Task details: List each line of the data in which the string "entries" appears.

Input data Block Start

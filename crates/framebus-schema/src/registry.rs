use std::collections::BTreeMap;
use std::fs::{File, Metadata};
use std::io::Read;
use std::path::Path;

use jsonschema::Validator;
use serde_json::Value;
use tracing::debug;

use crate::config::RegistryConfig;
use crate::error::{Result, SchemaError};
use crate::strict::forbid_additional_properties;

const SCHEMA_SUFFIX: &str = ".schema.json";
const TYPE_KEY: &str = "type";
const MAX_REPORTED_ERRORS: usize = 4;

/// Registry of compiled JSON Schema validators keyed by message type.
pub struct SchemaRegistry {
    validators: BTreeMap<String, Validator>,
    config: RegistryConfig,
}

impl SchemaRegistry {
    pub fn new() -> Self {
        Self::with_config(RegistryConfig::default())
    }

    pub fn with_config(config: RegistryConfig) -> Self {
        Self {
            validators: BTreeMap::new(),
            config,
        }
    }

    /// Register the schema for `message_type` from JSON text.
    pub fn register(&mut self, message_type: &str, schema_json: &str) -> Result<()> {
        let schema: Value = serde_json::from_str(schema_json)?;
        self.register_value(message_type, &schema)
    }

    /// Register the schema for `message_type`, replacing any earlier one.
    pub fn register_value(&mut self, message_type: &str, schema: &Value) -> Result<()> {
        let mut schema = schema.clone();
        if self.config.strict_mode {
            forbid_additional_properties(&mut schema);
        }

        let compiled = jsonschema::validator_for(&schema)
            .map_err(|err| SchemaError::CompileFailed(format!("{message_type}: {err}")))?;
        self.validators.insert(message_type.to_string(), compiled);
        Ok(())
    }

    /// Registry built from `(type, schema)` pairs.
    pub fn from_embedded(schemas: &[(&str, &str)]) -> Result<Self> {
        let mut registry = Self::new();
        for (message_type, schema) in schemas {
            registry.register(message_type, schema)?;
        }
        Ok(registry)
    }

    pub fn from_directory(path: &Path) -> Result<Self> {
        Self::from_directory_with_config(path, RegistryConfig::default())
    }

    /// Load every `<TYPE>.schema.json` regular file in `path`.
    ///
    /// Other files are skipped. Symlinked schema files, names that are not
    /// a valid message type, and files over the size limit are errors.
    pub fn from_directory_with_config(path: &Path, config: RegistryConfig) -> Result<Self> {
        let mut registry = Self::with_config(config);

        let entries = std::fs::read_dir(path)
            .map_err(|err| SchemaError::LoadFailed(format!("{}: {err}", path.display())))?;

        for entry in entries {
            let entry = entry.map_err(|err| SchemaError::LoadFailed(err.to_string()))?;
            let file_name = entry.file_name().to_string_lossy().into_owned();
            let Some(stem) = file_name.strip_suffix(SCHEMA_SUFFIX) else {
                continue;
            };

            let entry_path = entry.path();
            let link_meta = std::fs::symlink_metadata(&entry_path)
                .map_err(|err| SchemaError::LoadFailed(err.to_string()))?;
            if link_meta.file_type().is_symlink() {
                return Err(SchemaError::LoadFailed(format!(
                    "refusing to load schema symlink: {file_name}"
                )));
            }
            if !link_meta.is_file() {
                continue;
            }
            if !is_message_type(stem) {
                return Err(SchemaError::LoadFailed(format!(
                    "schema file name is not a message type: {file_name}"
                )));
            }

            if registry.validators.len() >= registry.config.max_schemas_from_directory {
                return Err(SchemaError::LoadFailed(format!(
                    "more than {} schemas in {}",
                    registry.config.max_schemas_from_directory,
                    path.display()
                )));
            }

            let content = read_limited(&entry_path, &link_meta, registry.config.max_schema_file_size)?;
            registry.register(stem, &content)?;
            debug!(message_type = stem, file = %entry_path.display(), "loaded schema");
        }

        Ok(registry)
    }

    /// Validate a decoded message against the schema for its `type`.
    pub fn validate(&self, message: &Value) -> Result<()> {
        let Some(message_type) = message.get(TYPE_KEY).and_then(Value::as_str) else {
            return if self.config.fail_on_missing_schema {
                Err(SchemaError::MissingType)
            } else {
                Ok(())
            };
        };

        let Some(validator) = self.validators.get(message_type) else {
            return if self.config.fail_on_missing_schema {
                Err(SchemaError::NoSchema(message_type.to_string()))
            } else {
                Ok(())
            };
        };

        let mut errors = validator.iter_errors(message);
        let Some(first) = errors.next() else {
            return Ok(());
        };
        let mut text = first.to_string();
        for err in errors.take(MAX_REPORTED_ERRORS - 1) {
            text.push_str("; ");
            text.push_str(&err.to_string());
        }
        Err(SchemaError::ValidationFailed {
            message_type: message_type.to_string(),
            message: text,
        })
    }

    /// Validate a raw JSON payload.
    pub fn validate_bytes(&self, payload: &[u8]) -> Result<()> {
        let value: Value = serde_json::from_slice(payload)?;
        self.validate(&value)
    }

    pub fn has_schema(&self, message_type: &str) -> bool {
        self.validators.contains_key(message_type)
    }

    /// Registered message types, sorted.
    pub fn message_types(&self) -> Vec<&str> {
        self.validators.keys().map(String::as_str).collect()
    }

    pub fn config(&self) -> &RegistryConfig {
        &self.config
    }
}

impl Default for SchemaRegistry {
    fn default() -> Self {
        Self::new()
    }
}

fn is_message_type(name: &str) -> bool {
    !name.is_empty()
        && name
            .chars()
            .all(|c| c.is_ascii_alphanumeric() || c == '_' || c == '-')
}

fn read_limited(path: &Path, link_meta: &Metadata, max_bytes: usize) -> Result<String> {
    let file = File::open(path).map_err(|err| {
        SchemaError::LoadFailed(format!("failed opening schema {}: {err}", path.display()))
    })?;
    let opened = file
        .metadata()
        .map_err(|err| SchemaError::LoadFailed(err.to_string()))?;

    #[cfg(unix)]
    {
        if !same_file(link_meta, &opened) {
            return Err(SchemaError::LoadFailed(format!(
                "schema file replaced during load: {}",
                path.display()
            )));
        }
    }
    #[cfg(not(unix))]
    let _ = link_meta;

    if opened.len() > max_bytes as u64 {
        return Err(SchemaError::LoadFailed(format!(
            "schema file too large ({} bytes): {}",
            opened.len(),
            path.display()
        )));
    }

    let mut content = String::new();
    file.take(max_bytes as u64 + 1)
        .read_to_string(&mut content)
        .map_err(|err| {
            SchemaError::LoadFailed(format!("failed reading schema {}: {err}", path.display()))
        })?;
    if content.len() > max_bytes {
        return Err(SchemaError::LoadFailed(format!(
            "schema file grew past the limit while reading: {}",
            path.display()
        )));
    }
    Ok(content)
}

#[cfg(unix)]
fn same_file(a: &Metadata, b: &Metadata) -> bool {
    use std::os::unix::fs::MetadataExt;
    a.dev() == b.dev() && a.ino() == b.ino()
}
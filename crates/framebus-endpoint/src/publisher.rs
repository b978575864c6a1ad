use std::sync::atomic::{AtomicU64, Ordering};
use std::sync::{Arc, Mutex, MutexGuard};

use framebus_frame::{Frame, FrameCodec};
use framebus_transport::{AsyncListener, AsyncStream};
use futures_util::{SinkExt, StreamExt};
use tokio::sync::mpsc::{self, error::TrySendError};
use tokio::task::JoinSet;
use tokio_util::codec::Framed;
use tokio_util::sync::CancellationToken;
use tracing::{debug, error, warn};

use crate::codec;
use crate::handshake::{nonblocking, HandshakeConfig, Pattern};
use crate::message::Message;

struct SubscriberSlot {
    id: u64,
    queue: mpsc::Sender<Frame>,
}

#[derive(Default)]
struct Subscribers {
    slots: Mutex<Vec<SubscriberSlot>>,
    next_id: AtomicU64,
}

impl Subscribers {
    fn lock(&self) -> MutexGuard<'_, Vec<SubscriberSlot>> {
        self.slots.lock().unwrap_or_else(|poisoned| poisoned.into_inner())
    }
}

/// Fan-out handle for the publish socket.
///
/// Cheap to clone; every clone publishes to the same subscriber set.
#[derive(Clone, Default)]
pub struct Publisher {
    subscribers: Arc<Subscribers>,
}

impl Publisher {
    pub(crate) fn new() -> Self {
        Self::default()
    }

    /// Queue `message` for every attached subscriber without blocking.
    ///
    /// Returns how many subscribers accepted it. A subscriber whose queue is
    /// full misses this notification.
    pub fn notify(&self, message: &Message) -> usize {
        let payload = match codec::encode(message) {
            Ok(payload) => payload,
            Err(err) => {
                error!(error = %err, "failed to encode notification");
                return 0;
            }
        };
        let frame = Frame::message(payload);

        let mut delivered = 0usize;
        self.subscribers
            .lock()
            .retain(|slot| match slot.queue.try_send(frame.clone()) {
                Ok(()) => {
                    delivered += 1;
                    true
                }
                Err(TrySendError::Full(_)) => {
                    error!(subscriber = slot.id, "subscriber queue full, notification dropped");
                    true
                }
                Err(TrySendError::Closed(_)) => {
                    debug!(subscriber = slot.id, "subscriber gone");
                    false
                }
            });
        delivered
    }

    /// Number of currently attached subscribers.
    pub fn subscriber_count(&self) -> usize {
        self.subscribers.lock().len()
    }

    fn register(&self, queue: mpsc::Sender<Frame>) -> u64 {
        let id = self.subscribers.next_id.fetch_add(1, Ordering::Relaxed) + 1;
        self.subscribers.lock().push(SubscriberSlot { id, queue });
        id
    }

    fn unregister(&self, id: u64) {
        self.subscribers.lock().retain(|slot| slot.id != id);
    }

    pub(crate) fn clear(&self) {
        self.subscribers.lock().clear();
    }
}

/// Settings shared by every subscriber connection.
#[derive(Clone)]
pub(crate) struct PublishSettings {
    pub queue: usize,
    pub max_payload: usize,
    pub handshake: HandshakeConfig,
}

/// Accept subscribers until `token` is cancelled.
pub(crate) async fn run_publish_socket(
    listener: AsyncListener,
    publisher: Publisher,
    settings: PublishSettings,
    token: CancellationToken,
) {
    let mut connections = JoinSet::new();
    loop {
        tokio::select! {
            _ = token.cancelled() => break,
            accepted = listener.accept() => match accepted {
                Ok(stream) => {
                    connections.spawn(serve_subscriber(
                        stream,
                        publisher.clone(),
                        settings.clone(),
                        token.clone(),
                    ));
                }
                Err(err) => warn!(error = %err, "publish socket accept failed"),
            },
            Some(_) = connections.join_next(), if !connections.is_empty() => {}
        }
    }
    publisher.clear();
    // Subscribers see the cancelled token and close on their own; the grace
    // timeout in `Server::disconnect` bounds this.
    while connections.join_next().await.is_some() {}
    debug!(endpoint = %listener.local_endpoint(), "publish socket closed");
}

async fn serve_subscriber(
    stream: AsyncStream,
    publisher: Publisher,
    settings: PublishSettings,
    token: CancellationToken,
) {
    let mut framed = Framed::new(stream, FrameCodec::with_max_payload(settings.max_payload));
    if let Err(err) = nonblocking::read_greeting(&mut framed, Pattern::Pub, &settings.handshake).await
    {
        debug!(error = %err, "subscriber handshake failed");
        return;
    }
    let greeting = match nonblocking::greeting_frame(Pattern::Pub, &settings.handshake) {
        Ok(frame) => frame,
        Err(err) => {
            error!(error = %err, "failed to encode greeting");
            return;
        }
    };

    // The greeting goes out through the queue after registration, so a
    // subscriber that has read it is guaranteed to see every later notify.
    let (queue, mut outbound) = mpsc::channel(settings.queue.max(1) + 1);
    if queue.try_send(greeting).is_err() {
        return;
    }
    let id = publisher.register(queue);
    debug!(subscriber = id, "subscriber attached");

    let (mut sink, mut inbound) = framed.split();
    loop {
        tokio::select! {
            _ = token.cancelled() => break,
            next = outbound.recv() => match next {
                Some(frame) => {
                    if let Err(err) = sink.send(frame).await {
                        debug!(subscriber = id, error = %err, "subscriber write failed");
                        break;
                    }
                }
                None => break,
            },
            incoming = inbound.next() => match incoming {
                Some(Ok(frame)) => {
                    debug!(subscriber = id, kind = frame.kind, "ignoring frame from subscriber");
                }
                Some(Err(err)) => {
                    debug!(subscriber = id, error = %err, "subscriber stream error");
                    break;
                }
                None => break,
            },
        }
    }

    publisher.unregister(id);
    match sink.reunite(inbound) {
        Ok(framed) => {
            if let Err(err) = framed.get_ref().set_zero_linger() {
                debug!(subscriber = id, error = %err, "failed to disable linger");
            }
        }
        Err(err) => debug!(subscriber = id, error = %err, "subscriber halves do not match"),
    }
    debug!(subscriber = id, "subscriber detached");
}
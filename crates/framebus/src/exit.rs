use std::fmt;
use std::io;

use framebus_config::ConfigError;
use framebus_endpoint::{EndpointError, RequestFailure};
use framebus_schema::SchemaError;
use framebus_transport::TransportError;

pub const SUCCESS: i32 = 0;
pub const FAILURE: i32 = 1;
pub const TRANSPORT_ERROR: i32 = 3;
pub const DATA_INVALID: i32 = 60;
pub const USAGE: i32 = 64;
pub const TIMEOUT: i32 = 124;
pub const INTERNAL: i32 = 125;

pub type CliResult<T> = Result<T, CliError>;

#[derive(Debug)]
pub struct CliError {
    pub code: i32,
    pub message: String,
}

impl CliError {
    pub fn new(code: i32, message: impl Into<String>) -> Self {
        Self {
            code,
            message: message.into(),
        }
    }
}

impl fmt::Display for CliError {
    fn fmt(&self, f: &mut fmt::Formatter<'_>) -> fmt::Result {
        write!(f, "{}", self.message)
    }
}

impl std::error::Error for CliError {}

pub fn io_error(context: &str, err: io::Error) -> CliError {
    let code = match err.kind() {
        io::ErrorKind::TimedOut | io::ErrorKind::WouldBlock => TIMEOUT,
        io::ErrorKind::ConnectionRefused
        | io::ErrorKind::AddrInUse
        | io::ErrorKind::AddrNotAvailable
        | io::ErrorKind::PermissionDenied => TRANSPORT_ERROR,
        _ => INTERNAL,
    };
    CliError::new(code, format!("{context}: {err}"))
}

pub fn transport_error(context: &str, err: TransportError) -> CliError {
    match err {
        TransportError::InvalidEndpoint { .. } | TransportError::UnsupportedScheme(_) => {
            CliError::new(USAGE, format!("{context}: {err}"))
        }
        TransportError::Bind { source, .. }
        | TransportError::Connect { source, .. }
        | TransportError::Accept(source)
        | TransportError::Io(source) => io_error(context, source),
        other => CliError::new(TRANSPORT_ERROR, format!("{context}: {other}")),
    }
}

pub fn endpoint_error(context: &str, err: EndpointError) -> CliError {
    match err {
        EndpointError::Transport(err) => transport_error(context, err),
        EndpointError::Timeout(_) => CliError::new(TIMEOUT, format!("{context}: {err}")),
        EndpointError::Schema(err) => schema_error(context, err),
        EndpointError::Json(_) | EndpointError::InvalidMessage(_) => {
            CliError::new(DATA_INVALID, format!("{context}: {err}"))
        }
        EndpointError::HandshakeFailed(_)
        | EndpointError::Frame(_)
        | EndpointError::UnexpectedFrame(_)
        | EndpointError::Disconnected => {
            CliError::new(TRANSPORT_ERROR, format!("{context}: {err}"))
        }
        other => CliError::new(INTERNAL, format!("{context}: {other}")),
    }
}

pub fn schema_error(context: &str, err: SchemaError) -> CliError {
    CliError::new(DATA_INVALID, format!("{context}: {err}"))
}

pub fn config_error(context: &str, err: ConfigError) -> CliError {
    match err {
        ConfigError::Extract(_) => CliError::new(USAGE, format!("{context}: {err}")),
        other => CliError::new(INTERNAL, format!("{context}: {other}")),
    }
}

pub fn request_failure(context: &str, failure: RequestFailure) -> CliError {
    let code = match failure {
        RequestFailure::Timeout => TIMEOUT,
        RequestFailure::Rejected { .. } => FAILURE,
        RequestFailure::NotConnected | RequestFailure::Transport(_) => TRANSPORT_ERROR,
    };
    CliError::new(code, format!("{context}: {failure}"))
}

Input data Block End

Answer space:
        let entries = std::fs::read_dir(path)
        for entry in entries {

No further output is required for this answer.